Try it> Below is a set of records. Please retype every one exactly.
### The data
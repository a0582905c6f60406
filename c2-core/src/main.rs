mod api;
mod broadcast;
mod config;
mod drivers;
mod engagement;
mod fusion;
mod orchestration;
mod persistence;
mod threat;

use std::path::PathBuf;

use tracing::info;

use config::Config;

#[tokio::main]
async fn main() {
    tracing_subscriber::fmt()
        .with_env_filter(
            tracing_subscriber::EnvFilter::try_from_default_env().unwrap_or_else(|_| "c2_core=info".into()),
        )
        .init();

    let config_path = std::env::var("C2_CONFIG_PATH").unwrap_or_else(|_| "config.json".to_string());
    let config = Config::load(&config_path).await;

    let radar_config_path = PathBuf::from(persistence::default_radar_config_path());
    let handle = orchestration::spawn(config.clone(), radar_config_path);

    let app = api::router(handle);

    let addr = config.api_bind_addr.clone().unwrap_or_else(|| "0.0.0.0:8080".to_string());
    info!(target: "c2_core", "listening on {addr}");

    let listener = tokio::net::TcpListener::bind(&addr).await.unwrap();
    axum::serve(listener, app)
        .with_graceful_shutdown(shutdown_signal())
        .await
        .unwrap();
}

async fn shutdown_signal() {
    tokio::signal::ctrl_c().await.expect("failed to install Ctrl+C handler");
    info!(target: "c2_core", "shutdown signal received");
}
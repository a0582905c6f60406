//! HTTP surface (§4.8/§4.9 equivalent): a thin axum layer over
//! [`OrchestrationHandle`]. Every handler reads or forwards through the
//! handle — no state lives here beyond the clone axum hands each request.

use std::time::Instant;

use axum::extract::{Path, State};
use axum::http::StatusCode;
use axum::routing::{get, post};
use axum::{Json, Router};
use serde_json::{json, Value};
use tower_http::cors::{Any, CorsLayer};
use tracing::warn;

use crate::orchestration::OrchestrationHandle;
use crate::persistence::RadarPersistedConfig;

pub fn router(handle: OrchestrationHandle) -> Router {
    let cors = CorsLayer::new().allow_methods(Any).allow_headers(Any).allow_origin(Any);

    Router::new()
        .route("/healthz", get(healthz))
        .route("/snapshot", get(snapshot))
        .route("/ownship", get(ownship))
        .route("/health", get(health))
        .route("/engage/:id", post(engage))
        .route("/disengage", post(disengage))
        .route("/radar/connect", post(radar_connect))
        .route("/radar/start", post(radar_start))
        .route("/radar/stop", post(radar_stop))
        .route("/radar/disconnect", post(radar_disconnect))
        .route("/radar/configure", post(radar_configure))
        .layer(cors)
        .with_state(handle)
}

async fn healthz() -> Json<Value> {
    Json(json!({ "status": "ok" }))
}

async fn snapshot(State(handle): State<OrchestrationHandle>) -> Json<Value> {
    let now = Instant::now();
    let tracks: Vec<Value> = handle
        .snapshot()
        .into_iter()
        .map(|t| {
            json!({
                "id": t.id,
                "azimuthDeg": t.azimuth_deg,
                "elevationDeg": t.elevation_deg,
                "rangeM": t.range_m,
                "velocityMps": t.velocity_mps,
                "rangeRateMps": t.range_rate_mps,
                "source": format!("{:?}", t.source).to_uppercase(),
                "trackType": format!("{:?}", t.track_type).to_uppercase(),
                "classification": t.classification,
                "confidence": t.confidence,
                "threatScore": t.threat_score,
                "numUpdates": t.num_updates,
                "ageSecs": t.age_secs(now),
                "rfIntel": t.rf_intel.as_ref().map(|i| json!({
                    "aircraftModel": i.aircraft_model,
                    "serial": i.serial,
                    "pilotLat": i.pilot_lat,
                    "pilotLon": i.pilot_lon,
                    "frequencyHz": i.frequency_hz,
                    "powerDbm": i.power_dbm,
                })),
            })
        })
        .collect();
    Json(json!({
        "tracks": tracks,
        "engagedId": handle.engaged(),
        "highestPriorityId": handle.highest_priority_id(),
    }))
}

async fn ownship(State(handle): State<OrchestrationHandle>) -> Json<Value> {
    match handle.ownship() {
        Some(o) => Json(json!({
            "latitude": o.latitude,
            "longitude": o.longitude,
            "altitudeM": o.altitude_m,
            "trueHeadingDeg": o.true_heading_deg,
            "groundSpeedMps": o.ground_speed_mps,
            "fixQuality": format!("{:?}", o.fix_quality).to_uppercase(),
            "headingValid": o.heading_valid,
            "hasValidFix": o.has_valid_fix(),
        })),
        None => Json(json!({ "fix": null })),
    }
}

async fn health(State(handle): State<OrchestrationHandle>) -> Json<Value> {
    let h = handle.health();
    Json(json!({
        "radar": format!("{:?}", h.radar).to_uppercase(),
        "rf": format!("{:?}", h.rf).to_uppercase(),
        "gnss": format!("{:?}", h.gnss).to_uppercase(),
    }))
}

#[derive(serde::Deserialize)]
struct EngageBody {
    operator_id: u64,
}

async fn engage(
    State(handle): State<OrchestrationHandle>,
    Path(track_id): Path<u64>,
    Json(body): Json<EngageBody>,
) -> (StatusCode, Json<Value>) {
    match handle.engage_track(track_id, body.operator_id).await {
        Ok(()) => (StatusCode::OK, Json(json!({ "engaged": track_id }))),
        Err(e) => {
            warn!(target: "c2_core::api", "engage failed: {e}");
            (StatusCode::CONFLICT, Json(json!({ "error": e.to_string() })))
        }
    }
}

async fn disengage(State(handle): State<OrchestrationHandle>) -> (StatusCode, Json<Value>) {
    match handle.disengage_track().await {
        Ok(()) => (StatusCode::OK, Json(json!({ "engaged": serde_json::Value::Null }))),
        Err(e) => (StatusCode::INTERNAL_SERVER_ERROR, Json(json!({ "error": e.to_string() }))),
    }
}

async fn radar_connect(State(handle): State<OrchestrationHandle>) -> (StatusCode, Json<Value>) {
    respond(handle.connect_radar().await)
}

async fn radar_start(State(handle): State<OrchestrationHandle>) -> (StatusCode, Json<Value>) {
    respond(handle.start_radar().await)
}

async fn radar_stop(State(handle): State<OrchestrationHandle>) -> (StatusCode, Json<Value>) {
    respond(handle.stop_radar().await)
}

async fn radar_disconnect(State(handle): State<OrchestrationHandle>) -> (StatusCode, Json<Value>) {
    respond(handle.disconnect_radar().await)
}

async fn radar_configure(
    State(handle): State<OrchestrationHandle>,
    Json(cfg): Json<RadarPersistedConfig>,
) -> (StatusCode, Json<Value>) {
    respond(handle.configure_radar(cfg).await)
}

fn respond(result: c2_types::C2Result<()>) -> (StatusCode, Json<Value>) {
    match result {
        Ok(()) => (StatusCode::OK, Json(json!({ "status": "ok" }))),
        Err(e) => {
            warn!(target: "c2_core::api", "command failed: {e}");
            (StatusCode::INTERNAL_SERVER_ERROR, Json(json!({ "error": e.to_string() })))
        }
    }
}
######
Answer area>
repository a0582905c6f60406
filename c2-core/src/main.rs
mod api;
mod broadcast;
mod config;
mod drivers;
mod engagement;
mod fusion;
mod orchestration;
mod persistence;
mod threat;

use std::path::PathBuf;

use tracing::info;

use config::Config;

#[tokio::main]
async fn main() {
    tracing_subscriber::fmt()
        .with_env_filter(
            tracing_subscriber::EnvFilter::try_from_default_env().unwrap_or_else(|_| "c2_core=info".into()),
        )
        .init();

    let config_path = std::env::var("C2_CONFIG_PATH").unwrap_or_else(|_| "config.json".to_string());
    let config = Config::load(&config_path).await;

    let radar_config_path = PathBuf::from(persistence::default_radar_config_path());
    let handle = orchestration::spawn(config.clone(), radar_config_path);

    let app = api::router(handle);

    let addr = config.api_bind_addr.clone().unwrap_or_else(|| "0.0.0.0:8080".to_string());
    info!(target: "c2_core", "listening on {addr}");

    let listener = tokio::net::TcpListener::bind(&addr).await.unwrap();
    axum::serve(listener, app)
        .with_graceful_shutdown(shutdown_signal())
        .await
        .unwrap();
}

async fn shutdown_signal() {
    tokio::signal::ctrl_c().await.expect("failed to install Ctrl+C handler");
    info!(target: "c2_core", "shutdown signal received");
}
repository a0582905c6f60406
//! HTTP surface (§4.8/§4.9 equivalent): a thin axum layer over
//! [`OrchestrationHandle`]. Every handler reads or forwards through the
//! handle — no state lives here beyond the clone axum hands each request.

use std::time::Instant;

use axum::extract::{Path, State};
use axum::http::StatusCode;
use axum::routing::{get, post};
use axum::{Json, Router};
use serde_json::{json, Value};
use tower_http::cors::{Any, CorsLayer};
use tracing::warn;

use crate::orchestration::OrchestrationHandle;
use crate::persistence::RadarPersistedConfig;

pub fn router(handle: OrchestrationHandle) -> Router {
    let cors = CorsLayer::new().allow_methods(Any).allow_headers(Any).allow_origin(Any);

    Router::new()
        .route("/healthz", get(healthz))
        .route("/snapshot", get(snapshot))
        .route("/ownship", get(ownship))
        .route("/health", get(health))
        .route("/engage/:id", post(engage))
        .route("/disengage", post(disengage))
        .route("/radar/connect", post(radar_connect))
        .route("/radar/start", post(radar_start))
        .route("/radar/stop", post(radar_stop))
        .route("/radar/disconnect", post(radar_disconnect))
        .route("/radar/configure", post(radar_configure))
        .layer(cors)
        .with_state(handle)
}

async fn healthz() -> Json<Value> {
    Json(json!({ "status": "ok" }))
}

async fn snapshot(State(handle): State<OrchestrationHandle>) -> Json<Value> {
    let now = Instant::now();
    let tracks: Vec<Value> = handle
        .snapshot()
        .into_iter()
        .map(|t| {
            json!({
                "id": t.id,
                "azimuthDeg": t.azimuth_deg,
                "elevationDeg": t.elevation_deg,
                "rangeM": t.range_m,
                "velocityMps": t.velocity_mps,
                "rangeRateMps": t.range_rate_mps,
                "source": format!("{:?}", t.source).to_uppercase(),
                "trackType": format!("{:?}", t.track_type).to_uppercase(),
                "classification": t.classification,
                "confidence": t.confidence,
                "threatScore": t.threat_score,
                "numUpdates": t.num_updates,
                "ageSecs": t.age_secs(now),
                "rfIntel": t.rf_intel.as_ref().map(|i| json!({
                    "aircraftModel": i.aircraft_model,
                    "serial": i.serial,
                    "pilotLat": i.pilot_lat,
                    "pilotLon": i.pilot_lon,
                    "frequencyHz": i.frequency_hz,
                    "powerDbm": i.power_dbm,
                })),
            })
        })
        .collect();
    Json(json!({
        "tracks": tracks,
        "engagedId": handle.engaged(),
        "highestPriorityId": handle.highest_priority_id(),
    }))
}

async fn ownship(State(handle): State<OrchestrationHandle>) -> Json<Value> {
    match handle.ownship() {
        Some(o) => Json(json!({
            "latitude": o.latitude,
            "longitude": o.longitude,
            "altitudeM": o.altitude_m,
            "trueHeadingDeg": o.true_heading_deg,
            "groundSpeedMps": o.ground_speed_mps,
            "fixQuality": format!("{:?}", o.fix_quality).to_uppercase(),
            "headingValid": o.heading_valid,
            "hasValidFix": o.has_valid_fix(),
        })),
        None => Json(json!({ "fix": null })),
    }
}

async fn health(State(handle): State<OrchestrationHandle>) -> Json<Value> {
    let h = handle.health();
    Json(json!({
        "radar": format!("{:?}", h.radar).to_uppercase(),
        "rf": format!("{:?}", h.rf).to_uppercase(),
        "gnss": format!("{:?}", h.gnss).to_uppercase(),
    }))
}

#[derive(serde::Deserialize)]
struct EngageBody {
    operator_id: u64,
}

async fn engage(
    State(handle): State<OrchestrationHandle>,
    Path(track_id): Path<u64>,
    Json(body): Json<EngageBody>,
) -> (StatusCode, Json<Value>) {
    match handle.engage_track(track_id, body.operator_id).await {
        Ok(()) => (StatusCode::OK, Json(json!({ "engaged": track_id }))),
        Err(e) => {
            warn!(target: "c2_core::api", "engage failed: {e}");
            (StatusCode::CONFLICT, Json(json!({ "error": e.to_string() })))
        }
    }
}

async fn disengage(State(handle): State<OrchestrationHandle>) -> (StatusCode, Json<Value>) {
    match handle.disengage_track().await {
        Ok(()) => (StatusCode::OK, Json(json!({ "engaged": serde_json::Value::Null }))),
        Err(e) => (StatusCode::INTERNAL_SERVER_ERROR, Json(json!({ "error": e.to_string() }))),
    }
}

async fn radar_connect(State(handle): State<OrchestrationHandle>) -> (StatusCode, Json<Value>) {
    respond(handle.connect_radar().await)
}

async fn radar_start(State(handle): State<OrchestrationHandle>) -> (StatusCode, Json<Value>) {
    respond(handle.start_radar().await)
}

async fn radar_stop(State(handle): State<OrchestrationHandle>) -> (StatusCode, Json<Value>) {
    respond(handle.stop_radar().await)
}

async fn radar_disconnect(State(handle): State<OrchestrationHandle>) -> (StatusCode, Json<Value>) {
    respond(handle.disconnect_radar().await)
}

async fn radar_configure(
    State(handle): State<OrchestrationHandle>,
    Json(cfg): Json<RadarPersistedConfig>,
) -> (StatusCode, Json<Value>) {
    respond(handle.configure_radar(cfg).await)
}

fn respond(result: c2_types::C2Result<()>) -> (StatusCode, Json<Value>) {
    match result {
        Ok(()) => (StatusCode::OK, Json(json!({ "status": "ok" }))),
        Err(e) => {
            warn!(target: "c2_core::api", "command failed: {e}");
            (StatusCode::INTERNAL_SERVER_ERROR, Json(json!({ "error": e.to_string() })))
        }
    }
}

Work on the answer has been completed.